Give the count of lines in the records below that contain "async", with no other words.

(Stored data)
******
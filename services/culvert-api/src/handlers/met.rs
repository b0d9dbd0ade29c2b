//! MET Norway endpoints: Frost stations and Locationforecast.

use std::collections::HashSet;
use std::sync::Arc;

use axum::{
    extract::{Extension, Query},
    http::Uri,
    response::Response,
};
use culvert_protocol::{PipelineError, QueryGeometry};
use serde::Deserialize;
use serde_json::json;
use station_client::Station;
use tracing::{info, warn};

use super::{parse_crs, parse_point, parse_polygon, parse_range, required};
use crate::output::{error_response, json_ok, series_response, OutputFormat};
use crate::sources::{FrostSource, PrecipitationSource};
use crate::state::AppState;

#[derive(Debug, Deserialize)]
pub struct PointQuery {
    pub point_wkt: Option<String>,
    pub date_range: Option<String>,
    pub crs: Option<String>,
    /// Number of nearest stations to list.
    pub count: Option<usize>,
    pub output: Option<String>,
}

#[derive(Debug, Deserialize)]
pub struct PolygonQuery {
    pub polygon_wkt: Option<String>,
    pub date_range: Option<String>,
    pub crs: Option<String>,
    pub output: Option<String>,
}

#[derive(Debug, Deserialize)]
pub struct ForecastQuery {
    pub point_wkt: Option<String>,
    pub crs: Option<String>,
}

fn respond(result: Result<Response, PipelineError>, uri: &Uri) -> Response {
    result.unwrap_or_else(|e| {
        warn!(path = %uri.path(), status = e.status_code(), error = %e, "Request failed");
        error_response(&e, uri.path())
    })
}

fn stations_body(stations: &[Station]) -> Result<Response, PipelineError> {
    json_ok(json!({ "source": "met", "stations": stations }))
}

/// GET /met/point/nearest
pub async fn nearest_handler(
    Extension(state): Extension<Arc<AppState>>,
    uri: Uri,
    Query(params): Query<PointQuery>,
) -> Response {
    respond(nearest(&state, &params).await, &uri)
}

async fn nearest(state: &AppState, params: &PointQuery) -> Result<Response, PipelineError> {
    let frost = state.frost()?;
    let range = parse_range(&params.date_range)?;
    let QueryGeometry::Point { lon, lat } = parse_point(&params.point_wkt, &params.crs)? else {
        return Err(PipelineError::format("point_wkt must be a POINT"));
    };
    let count = params.count.unwrap_or(1).max(1);

    let stations = frost.nearest_stations(lon, lat, &range, count).await?;
    if stations.is_empty() {
        return Err(PipelineError::no_data(format!("No station reports precipitation for {}", range)));
    }
    stations_body(&stations)
}

/// GET /met/point/precipitation
pub async fn point_precipitation_handler(
    Extension(state): Extension<Arc<AppState>>,
    uri: Uri,
    Query(params): Query<PointQuery>,
) -> Response {
    respond(point_precipitation(&state, &params).await, &uri)
}

async fn point_precipitation(state: &AppState, params: &PointQuery) -> Result<Response, PipelineError> {
    let frost = state.frost()?;
    let format = OutputFormat::from_query_param(params.output.as_deref())?;
    let range = parse_range(&params.date_range)?;
    let geometry = parse_point(&params.point_wkt, &params.crs)?;

    let source = FrostSource::new(frost, state.config.frost.nearest_candidates);
    let result = source.fetch_series(&geometry, &range).await?;
    if let Some(station) = result.stations.first() {
        info!(station = %station.id, range = %range, "Served point precipitation");
    }
    series_response(format, source.name(), &geometry, &range, &result)
}

/// GET /met/polygon/all
pub async fn polygon_stations_handler(
    Extension(state): Extension<Arc<AppState>>,
    uri: Uri,
    Query(params): Query<PolygonQuery>,
) -> Response {
    respond(polygon_stations(&state, &params).await, &uri)
}

async fn polygon_stations(state: &AppState, params: &PolygonQuery) -> Result<Response, PipelineError> {
    let frost = state.frost()?;
    let range = parse_range(&params.date_range)?;
    let geometry = parse_polygon(&params.polygon_wkt, &params.crs)?;

    let mut seen = HashSet::new();
    let mut stations = Vec::new();
    for wkt in geometry.to_wkt_parts() {
        for station in frost.stations_within(&wkt, &range).await? {
            if seen.insert(station.id.clone()) {
                stations.push(station);
            }
        }
    }
    if stations.is_empty() {
        return Err(PipelineError::no_data("No station inside the polygon reports precipitation"));
    }
    stations_body(&stations)
}

/// GET /met/polygon/precipitation
pub async fn polygon_precipitation_handler(
    Extension(state): Extension<Arc<AppState>>,
    uri: Uri,
    Query(params): Query<PolygonQuery>,
) -> Response {
    respond(polygon_precipitation(&state, &params).await, &uri)
}

async fn polygon_precipitation(state: &AppState, params: &PolygonQuery) -> Result<Response, PipelineError> {
    let frost = state.frost()?;
    let format = OutputFormat::from_query_param(params.output.as_deref())?;
    let range = parse_range(&params.date_range)?;
    let geometry = parse_polygon(&params.polygon_wkt, &params.crs)?;

    let source = FrostSource::new(frost, state.config.frost.nearest_candidates);
    let result = source.fetch_series(&geometry, &range).await?;
    info!(stations = result.stations.len(), range = %range, "Served polygon precipitation");
    series_response(format, source.name(), &geometry, &range, &result)
}

/// GET /met/point/forecast
///
/// Accepts a point or a polygon; a polygon is forecast at its centroid.
pub async fn forecast_handler(
    Extension(state): Extension<Arc<AppState>>,
    uri: Uri,
    Query(params): Query<ForecastQuery>,
) -> Response {
    respond(forecast(&state, &params).await, &uri)
}

async fn forecast(state: &AppState, params: &ForecastQuery) -> Result<Response, PipelineError> {
    let crs = parse_crs(&params.crs)?;
    let geometry = QueryGeometry::parse(required(&params.point_wkt, "point_wkt")?, &crs)?;
    let (lon, lat) = geometry.centroid();

    let forecast = state.forecast.forecast(lon, lat).await?;
    if forecast.is_empty() {
        return Err(PipelineError::no_data("Forecast has no hourly precipitation"));
    }
    json_ok(json!({
        "source": "met-forecast",
        "lon": lon,
        "lat": lat,
        "forecast": forecast,
    }))
}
******
> _FINAL ANSWER_
10